Dr. Patapoutian, a professor of neuroscience at the Scripps Research Institute in La Jolla, California and a Howard Hughes Medical Institute investigator, discovered a new class of sensors that respond to mechanical stimuli in the skin and internal organs.
He was honored alongside David Julius, a UC San Francisco professor of physiology, who identified a sensor in the nerve endings of the skin that responds to heat.
“Our ability to sense heat, cold and touch is essential for survival and underpins our interaction with the world around us,” the Nobel Assembly wrote in a statement announcing the accolades. “The laureates identified critical missing links in our understanding of the complex interplay between our senses and the environment.”
Dr.
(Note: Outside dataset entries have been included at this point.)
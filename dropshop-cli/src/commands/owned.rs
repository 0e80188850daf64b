// Copyright 2025, Offchain Labs, Inc.
// For licensing, see https://github.com/OffchainLabs/dropshop-rs/blob/main/licenses/COPYRIGHT.md

use std::{sync::Arc, time::Duration};

use alloy::primitives::Address;
use dropshop_tools::{
    core::{
        contract::OnchainReader,
        holdings::{load_holdings, HoldingsConfig},
    },
    utils::color::Color,
};

use crate::{
    common_args::{ContractArgs, ProviderArgs},
    error::DropshopResult,
};

use super::series::print_token;

#[derive(Debug, clap::Args)]
pub struct Args {
    /// Address whose tokens to list.
    holder: Address,
    /// Skip fetching metadata documents.
    #[arg(long)]
    no_metadata: bool,
    /// Concurrent metadata workers.
    #[arg(long, default_value = "5")]
    concurrency: usize,
    /// Keep polling, re-listing every SECONDS.
    #[arg(long, value_name = "SECONDS")]
    watch: Option<u64>,

    #[command(flatten)]
    contract: ContractArgs,
    #[command(flatten)]
    provider: ProviderArgs,
}

pub async fn exec(args: Args) -> DropshopResult {
    let provider = args.provider.build_provider().await?;
    let reader = Arc::new(OnchainReader::new(args.contract.address, provider));
    let http = reqwest::Client::new();
    let config = HoldingsConfig {
        fetch_metadata: !args.no_metadata,
        concurrency: args.concurrency,
    };

    loop {
        let tokens = load_holdings(Arc::clone(&reader), &http, args.holder, &config).await?;
        if tokens.is_empty() {
            println!("{} owns no tokens from this drop", args.holder.grey());
        } else {
            println!(
                "{} owns {} token kinds",
                args.holder.grey(),
                tokens.len().to_string().mint(),
            );
            for token in &tokens {
                print_token(&token.summary);
                println!("  balance: {}", token.balance.to_string().mint());
            }
        }

        let Some(seconds) = args.watch else {
            break;
        };
        tokio::time::sleep(Duration::from_secs(seconds)).await;
    }
    Ok(())
}
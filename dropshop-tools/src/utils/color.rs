// Copyright 2025, Offchain Labs, Inc.
// For licensing, see https://github.com/OffchainLabs/dropshop-rs/blob/main/licenses/COPYRIGHT.md

//! ANSI colors for pretty-printing to terminals.

use std::fmt::{Debug, Display};

pub const RED: &str = "\x1b[0;31m";
pub const BLUE: &str = "\x1b[0;34m";
pub const YELLOW: &str = "\x1b[0;33m";
pub const GREY: &str = "\x1b[0;90m";
pub const MINT: &str = "\x1b[38;5;48m";
pub const LAVENDER: &str = "\x1b[38;5;183m";
pub const PINK: &str = "\x1b[38;5;161m";
pub const RESET: &str = "\x1b[0;0m";

/// Colors a value for display.
pub trait Color {
    fn red(&self) -> String;
    fn blue(&self) -> String;
    fn yellow(&self) -> String;
    fn grey(&self) -> String;
    fn mint(&self) -> String;
    fn lavender(&self) -> String;
    fn pink(&self) -> String;
}

macro_rules! color_method {
    ($name:ident, $color:ident) => {
        fn $name(&self) -> String {
            format!("{}{}{RESET}", $color, self)
        }
    };
}

impl<T: Display> Color for T {
    color_method!(red, RED);
    color_method!(blue, BLUE);
    color_method!(yellow, YELLOW);
    color_method!(grey, GREY);
    color_method!(mint, MINT);
    color_method!(lavender, LAVENDER);
    color_method!(pink, PINK);
}

/// Colors a value via its [`Debug`] representation.
pub trait DebugColor {
    fn debug_red(&self) -> String;
    fn debug_yellow(&self) -> String;
    fn debug_grey(&self) -> String;
    fn debug_mint(&self) -> String;
    fn debug_lavender(&self) -> String;
    fn debug_pink(&self) -> String;
}

macro_rules! debug_color_method {
    ($name:ident, $color:ident) => {
        fn $name(&self) -> String {
            format!("{}{:?}{RESET}", $color, self)
        }
    };
}

impl<T: Debug> DebugColor for T {
    debug_color_method!(debug_red, RED);
    debug_color_method!(debug_yellow, YELLOW);
    debug_color_method!(debug_grey, GREY);
    debug_color_method!(debug_mint, MINT);
    debug_color_method!(debug_lavender, LAVENDER);
    debug_color_method!(debug_pink, PINK);
}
Julius and his team used a key ingredient of chili peppers to identify the gene that makes skin cells capsaicin sensitive. This discovery was a major breakthrough that led the way for scientists to find additional temperature-sensing receptors.
Dr. Patapoutian and his team used a micropipette to poke individual cells and find the sensors that respond to mechanical stimuli such as touch and pressure. In further research, these sensory channels have been shown to regulate physiological processes including blood pressure, respiration and urinary bladder control.
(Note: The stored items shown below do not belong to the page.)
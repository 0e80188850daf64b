// Copyright 2025, Offchain Labs, Inc.
// For licensing, see https://github.com/OffchainLabs/dropshop-rs/blob/main/licenses/COPYRIGHT.md

pub const DEFAULT_ENDPOINT: &str = "http://localhost:8545";
use std::sync::Arc;
use std::sync::mpsc::Sender;
use std::thread;

use log::debug;
use thiserror::Error;

use crate::attributes;
use crate::format::format_number;
use crate::service::{FeatureService, ServiceError};

/// Upper bound used when rendering the open-ended very-high class.
pub const VERY_HIGH_CAP: f64 = 100_000_000_000.0;

#[derive(Debug, Error)]
pub enum ClassifyError {
    #[error(transparent)]
    Service(#[from] ServiceError),
    #[error("no usable values for {0}")]
    EmptyPopulation(String),
}

/// One display class: an inclusive value range plus its legend label.
#[derive(Debug, Clone, PartialEq)]
pub struct Bucket {
    pub min: f64,
    pub max: f64,
    pub label: String,
}

/// Four ordered, contiguous classes covering `[0, population max]`.
#[derive(Debug, Clone, PartialEq)]
pub struct ClassBreaks {
    pub attribute: String,
    pub low: Bucket,
    pub medium: Bucket,
    pub high: Bucket,
    pub very_high: Bucket,
}

impl ClassBreaks {
    pub fn buckets(&self) -> [&Bucket; 4] {
        [&self.low, &self.medium, &self.high, &self.very_high]
    }
}

/// Sorts in place and returns the element at `floor(n/2)`. For even counts
/// this is the upper of the two middle elements, not their mean; the layer
/// has always been classified this way and the break table depends on it.
fn approximate_median(values: &mut [f64]) -> Option<f64> {
    if values.is_empty() {
        return None;
    }
    values.sort_by(|a, b| a.total_cmp(b));
    Some(values[values.len() / 2])
}

/// Step size for snapping break boundaries to round numbers.
pub fn rounding_unit(effective_median: f64) -> f64 {
    if effective_median > 5000.0 {
        1000.0
    } else if effective_median > 1000.0 {
        100.0
    } else if effective_median <= 1000.0 {
        10.0
    } else {
        // The service's break table has a `<= 100` arm selecting no rounding,
        // but the floor-at-100 clamp and the arm above shadow it.
        0.0
    }
}

/// Computes the four class breaks for `attribute`. Issues two queries per
/// call (all valid values, then stddev/max aggregates); nothing is cached
/// between attribute switches.
pub fn class_breaks(
    service: &dyn FeatureService,
    attribute: &str,
) -> Result<ClassBreaks, ClassifyError> {
    let mut values = service.fetch_values(attribute)?;
    let median = approximate_median(&mut values)
        .ok_or_else(|| ClassifyError::EmptyPopulation(attribute.to_string()))?;
    let aggregates = service.fetch_aggregates(attribute)?;
    let label = attributes::label_for(attribute);

    // Floor the working median at 100 so small-valued fields do not collapse
    // into degenerate ranges.
    let effective_median = if median > 100.0 { median } else { 100.0 };
    let rounder = rounding_unit(effective_median);
    let snap = |v: f64| {
        if rounder > 0.0 { v - v % rounder } else { v }
    };

    let low_max = snap(effective_median / 2.0);
    let med_max = snap(effective_median);
    let high_max = med_max + snap(aggregates.stddev);
    debug!(
        "{attribute}: median {median}, effective {effective_median}, rounder {rounder}, \
         stddev {}, breaks {low_max}/{med_max}/{high_max}/{}",
        aggregates.stddev, aggregates.max
    );

    let bucket = |tier: &str, min: f64, max: f64| Bucket {
        min,
        max,
        label: format!(
            "{tier} ({} - {})",
            format_number(label, min),
            format_number(label, max)
        ),
    };

    Ok(ClassBreaks {
        attribute: attribute.to_string(),
        low: bucket("Low", 0.0, low_max),
        medium: bucket("Moderate", low_max + 1.0, med_max),
        high: bucket("High", med_max + 1.0, high_max),
        very_high: bucket("Very High", high_max + 1.0, aggregates.max),
    })
}

/// Result of one background classification run, tagged with the generation
/// that requested it so stale runs can be discarded.
pub struct Outcome {
    pub generation: u64,
    pub attribute: String,
    pub result: Result<ClassBreaks, ClassifyError>,
}

/// Runs `class_breaks` off the UI thread and reports back over `tx`.
pub fn spawn(
    service: Arc<dyn FeatureService>,
    attribute: String,
    generation: u64,
    tx: Sender<Outcome>,
) {
    thread::spawn(move || {
        let result = class_breaks(service.as_ref(), &attribute);
        // Receiver may already be gone during shutdown.
        let _ = tx.send(Outcome { generation, attribute, result });
    });
}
In 1944, Joseph Erlanger and Herbert Gasser received the Nobel Prize in Physiology or Medicine for their discovery of the different types of sensory nerve fibers that react to distinct stimuli, such as painful touch. While scientists have since proven that people perceive changes in their surroundings through highly specialized neurons, a key question long remained unanswered: how are temperature and mechanical stimuli converted into electrical impulses in the nervous system?
“This really unlocks one of the secrets of nature,” secretary-general of the Nobel Assembly Thomas Perlmann said in announcing the winners. “It’s actually something that is crucial for our survival, so it’s a very important and profound discovery.”
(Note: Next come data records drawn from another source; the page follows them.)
use std::sync::Arc;
use std::sync::mpsc::Sender;

use crossterm::event::{KeyCode, MouseButton, MouseEvent, MouseEventKind};
use log::{debug, info, warn};
use ratatui::layout::Rect;
use serde_json::{Map, Value};

use crate::attributes;
use crate::classify::{self, Outcome};
use crate::map_draw::{MapView, RenderRule};
use crate::service::{FeatureService, ServiceError};

#[derive(PartialEq)]
pub enum Panel {
    Attributes,
    Info,
}

/// What the inspector shows: nothing yet, or a clicked county's raw
/// attribute map.
pub enum FeatureInfo {
    Empty,
    Selected(Map<String, Value>),
}

pub struct AppState {
    service: Arc<dyn FeatureService>,
    tx: Sender<Outcome>,
    pub map: MapView,
    /// Active render rule; kept in place when a reclassification fails.
    pub rule: Option<RenderRule>,
    pub render_attr: String,
    /// Attribute keys whose label matches the filter, in dictionary order.
    pub attr_keys: Vec<&'static str>,
    pub selected: usize,
    pub search_term: String,
    pub editing_filter: bool,
    pub feature_info: FeatureInfo,
    pub info_selected: usize,
    pub highlight: Option<usize>,
    pub loading: bool,
    pub notice: Option<String>,
    pub active_panel: Panel,
    /// Last drawn map block, for mapping mouse clicks back to lon/lat.
    pub map_area: Rect,
    generation: u64,
}

impl AppState {
    pub fn new(
        service: Arc<dyn FeatureService>,
        tx: Sender<Outcome>,
    ) -> Result<Self, ServiceError> {
        let features = service.fetch_features()?;
        let map = MapView::new(features);
        info!("loaded {} counties", map.feature_count());

        let mut state = Self {
            service,
            tx,
            map,
            rule: None,
            render_attr: attributes::DEFAULT_ATTRIBUTE.to_string(),
            attr_keys: attributes::keys(),
            selected: 0,
            search_term: String::new(),
            editing_filter: false,
            feature_info: FeatureInfo::Empty,
            info_selected: 0,
            highlight: None,
            loading: false,
            notice: None,
            active_panel: Panel::Attributes,
            map_area: Rect::default(),
            generation: 0,
        };
        state.reclassify();
        Ok(state)
    }

    /// Kicks off a background classification of the current render
    /// attribute. A fresh generation makes any in-flight run stale.
    fn reclassify(&mut self) {
        self.generation += 1;
        self.loading = true;
        self.notice = None;
        info!("classifying {} (generation {})", self.render_attr, self.generation);
        classify::spawn(
            self.service.clone(),
            self.render_attr.clone(),
            self.generation,
            self.tx.clone(),
        );
    }

    /// Applies a finished classification. Stale generations lost the race to
    /// a newer attribute switch and are dropped; failures keep the previous
    /// rule and surface a notice instead.
    pub fn apply_outcome(&mut self, outcome: Outcome) {
        if outcome.generation != self.generation {
            debug!(
                "discarding stale classification of {} (generation {})",
                outcome.attribute, outcome.generation
            );
            return;
        }
        self.loading = false;
        match outcome.result {
            Ok(breaks) => {
                self.rule = Some(RenderRule::from_breaks(&breaks));
            }
            Err(err) => {
                warn!("classification of {} failed: {err}", outcome.attribute);
                self.notice = Some(format!(
                    "Classification unavailable for {}: {err}",
                    attributes::label_for(&outcome.attribute)
                ));
            }
        }
    }

    /// Returns true when the app should exit.
    pub fn handle_key(&mut self, key: KeyCode) -> bool {
        use KeyCode::*;

        if self.editing_filter {
            match key {
                Esc | Enter => self.editing_filter = false,
                Backspace => {
                    self.search_term.pop();
                    self.refilter();
                }
                Char(c) => {
                    self.search_term.push(c);
                    self.refilter();
                }
                _ => {}
            }
            return false;
        }

        match key {
            Char('q') => return true,
            Char('/') => {
                self.editing_filter = true;
            }
            Tab => {
                self.active_panel = match self.active_panel {
                    Panel::Attributes => Panel::Info,
                    Panel::Info => Panel::Attributes,
                };
            }
            Up => match self.active_panel {
                Panel::Attributes => {
                    if self.selected > 0 {
                        self.selected -= 1;
                    }
                }
                Panel::Info => {
                    if self.info_selected > 0 {
                        self.info_selected -= 1;
                    }
                }
            },
            Down => match self.active_panel {
                Panel::Attributes => {
                    if self.selected + 1 < self.attr_keys.len() {
                        self.selected += 1;
                    }
                }
                Panel::Info => {
                    if self.info_selected + 1 < self.info_row_keys().len() {
                        self.info_selected += 1;
                    }
                }
            },
            Enter => {
                let key = match self.active_panel {
                    Panel::Attributes => {
                        self.attr_keys.get(self.selected).map(|k| k.to_string())
                    }
                    Panel::Info => {
                        self.info_row_keys().get(self.info_selected).map(|k| k.to_string())
                    }
                };
                if let Some(key) = key
                    && key != self.render_attr
                {
                    self.render_attr = key;
                    self.reclassify();
                }
            }
            _ => {}
        }
        false
    }

    pub fn handle_mouse(&mut self, event: MouseEvent) {
        if event.kind == MouseEventKind::Down(MouseButton::Left)
            && let Some((lon, lat)) = self.map.cell_to_coords(self.map_area, event.column, event.row)
        {
            self.click_at(lon, lat);
        }
    }

    /// Hit-tests a map click. At most one county is highlighted at a time; a
    /// miss clears both the inspector and the highlight.
    pub fn click_at(&mut self, lon: f64, lat: f64) {
        match self.map.hit_test(lon, lat) {
            Some(index) => {
                info!("click hit feature {index}");
                let attrs = self
                    .map
                    .feature(index)
                    .map(|f| f.attributes.clone())
                    .unwrap_or_default();
                self.feature_info = FeatureInfo::Selected(attrs);
                self.highlight = Some(index);
                self.info_selected = 0;
            }
            None => {
                info!("no feature under click");
                self.feature_info = FeatureInfo::Empty;
                self.highlight = None;
                self.info_selected = 0;
            }
        }
    }

    /// Inspector rows for the clicked county: bookkeeping fields hidden, and
    /// once a filter is set only matching attributes remain.
    pub fn info_row_keys(&self) -> Vec<&str> {
        match &self.feature_info {
            FeatureInfo::Selected(attrs) => attrs
                .keys()
                .map(String::as_str)
                .filter(|k| !attributes::SKIP_FIELDS.iter().any(|s| s == k))
                .filter(|k| {
                    self.search_term.is_empty() || self.attr_keys.iter().any(|a| a == k)
                })
                .collect(),
            FeatureInfo::Empty => Vec::new(),
        }
    }

    /// "County, State" heading for the inspector.
    pub fn info_header(&self) -> Option<String> {
        if let FeatureInfo::Selected(attrs) = &self.feature_info {
            let name = attrs.get("NAME").and_then(Value::as_str)?;
            let state = attrs.get("STATE_NAME").and_then(Value::as_str)?;
            Some(format!("{name}, {state}"))
        } else {
            None
        }
    }

    fn refilter(&mut self) {
        self.attr_keys = attributes::matching_keys(&self.search_term);
        if self.selected >= self.attr_keys.len() {
            self.selected = self.attr_keys.len().saturating_sub(1);
        }
        self.info_selected = 0;
    }
}

#[cfg(test)]
mod tests {
    use super::*;
    use crate::service::{Aggregates, Feature};
    use geo::{MultiPolygon, Polygon};
    use serde_json::json;
    use std::sync::mpsc;

    struct MockService;

    impl FeatureService for MockService {
        fn fetch_features(&self) -> Result<Vec<Feature>, ServiceError> {
            let square = |x0: f64, name: &str, state_name: &str, pop: f64| {
                let ring = vec![
                    (x0, 0.0),
                    (x0 + 1.0, 0.0),
                    (x0 + 1.0, 1.0),
                    (x0, 1.0),
                    (x0, 0.0),
                ];
                let mut attributes = Map::new();
                attributes.insert("NAME".into(), json!(name));
                attributes.insert("STATE_NAME".into(), json!(state_name));
                attributes.insert("OBJECTID".into(), json!(1));
                attributes.insert("POPULATION".into(), json!(pop));
                attributes.insert("NET_CASH_INCOME".into(), json!(pop * 2.0));
                Feature {
                    attributes,
                    geometry: MultiPolygon(vec![Polygon::new(ring.into(), vec![])]),
                }
            };
            Ok(vec![
                square(0.0, "Ada", "Idaho", 494967.0),
                square(2.0, "Boise", "Idaho", 7610.0),
            ])
        }

        fn fetch_values(&self, _attribute: &str) -> Result<Vec<f64>, ServiceError> {
            Ok(vec![500.0, 3000.0, 8000.0, 12000.0, 20000.0])
        }

        fn fetch_aggregates(&self, _attribute: &str) -> Result<Aggregates, ServiceError> {
            Ok(Aggregates { stddev: 1200.0, max: 50000.0 })
        }
    }

    fn new_state() -> (AppState, std::sync::mpsc::Receiver<Outcome>) {
        let (tx, rx) = mpsc::channel();
        let state = AppState::new(Arc::new(MockService), tx).unwrap();
        (state, rx)
    }

    fn current_outcome(state: &AppState, rx: &std::sync::mpsc::Receiver<Outcome>) -> Outcome {
        // Drain until the outcome for the live generation arrives.
        loop {
            let outcome = rx.recv().unwrap();
            if outcome.generation == state.generation {
                return outcome;
            }
        }
    }

    #[test]
    fn click_on_county_selects_it_and_click_on_water_clears() {
        let (mut state, _rx) = new_state();
        state.click_at(0.5, 0.5);
        assert!(matches!(state.feature_info, FeatureInfo::Selected(_)));
        assert_eq!(state.highlight, Some(0));
        assert_eq!(state.info_header().as_deref(), Some("Ada, Idaho"));

        state.click_at(1.5, 0.5);
        assert!(matches!(state.feature_info, FeatureInfo::Empty));
        assert_eq!(state.highlight, None);
    }

    #[test]
    fn bookkeeping_fields_are_hidden_and_filter_narrows_rows() {
        let (mut state, _rx) = new_state();
        state.click_at(0.5, 0.5);
        let keys = state.info_row_keys();
        assert!(keys.contains(&"POPULATION"));
        assert!(!keys.contains(&"OBJECTID"));
        assert!(!keys.contains(&"NAME"));

        state.handle_key(KeyCode::Char('/'));
        for c in "income".chars() {
            state.handle_key(KeyCode::Char(c));
        }
        state.handle_key(KeyCode::Esc);
        assert_eq!(state.attr_keys, vec!["NET_CASH_INCOME", "MEDIAN_HH_INCOME"]);
        assert_eq!(state.info_row_keys(), vec!["NET_CASH_INCOME"]);
    }

    #[test]
    fn stale_classification_results_are_discarded() {
        let (mut state, rx) = new_state();
        let first = current_outcome(&state, &rx);

        // A second switch makes the first generation stale.
        state.handle_key(KeyCode::Down);
        state.handle_key(KeyCode::Enter);
        let stale = Outcome {
            generation: first.generation,
            attribute: first.attribute.clone(),
            result: first.result,
        };
        state.apply_outcome(stale);
        assert!(state.rule.is_none());
        assert!(state.loading);

        let live = current_outcome(&state, &rx);
        state.apply_outcome(live);
        assert!(state.rule.is_some());
        assert!(!state.loading);
    }

    #[test]
    fn failed_classification_keeps_previous_rule_and_surfaces_notice() {
        let (mut state, rx) = new_state();
        let outcome = current_outcome(&state, &rx);
        state.apply_outcome(outcome);
        assert!(state.rule.is_some());
        let field_before = state.rule.as_ref().unwrap().field.clone();

        state.handle_key(KeyCode::Down);
        state.handle_key(KeyCode::Enter);
        state.apply_outcome(Outcome {
            generation: state.generation,
            attribute: state.render_attr.clone(),
            result: Err(classify::ClassifyError::EmptyPopulation(state.render_attr.clone())),
        });
        assert!(state.notice.is_some());
        assert_eq!(state.rule.as_ref().unwrap().field, field_before);
        assert!(!state.loading);
    }

    #[test]
    fn selecting_the_same_attribute_again_does_not_reclassify() {
        let (mut state, rx) = new_state();
        let generation_before = state.generation;
        // POPULATION is already selected at index 0.
        state.handle_key(KeyCode::Enter);
        assert_eq!(state.generation, generation_before);
        drop(rx);
    }
}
The pair’s findings also have astonishing medical implications, as they are already being used to develop treatments for a wide range of disease conditions, such as chronic back pain, arthritis and migraines.
Dr. Patapoutian said that his phone was on ‘do not disturb’ when he received the call from Perlmann, who eventually reached his 92-year-old father’s landline. He then called his son at around 2:30AM California time to deliver the news.
Shortly after, the committee released a photo of a delighted Dr. Patapoutian watching the Nobel Prize press conference from his bed with his son Luca: “A day to be thankful,” tweeted Dr. Patapoutian. “This country gave me a chance with a great education and support for basic research.”
A day to be thankful: this country gave me a chance with a great education and support for basic research. And for my labbies and collaborators for partnering with me. So glad @NancyAHong captured this “touching” moment. #PIEZO https://t.co/Os6ROB29RK
— Ardem Patapoutian (@ardemp) October 4, 2021
Dr. Patapoutian, who was born to an Armenian family in Beirut, Lebanon in 1967, came to the United States in 1986. “I fell in love with doing basic research. That changed the trajectory of my career,” he said in an interview with the New York Times. “In Lebanon, I didn’t even know about scientists as a career.”
The Nobel Prize laureates will each receive a gold medal and 10 million Swedish kronor ($1.14 million).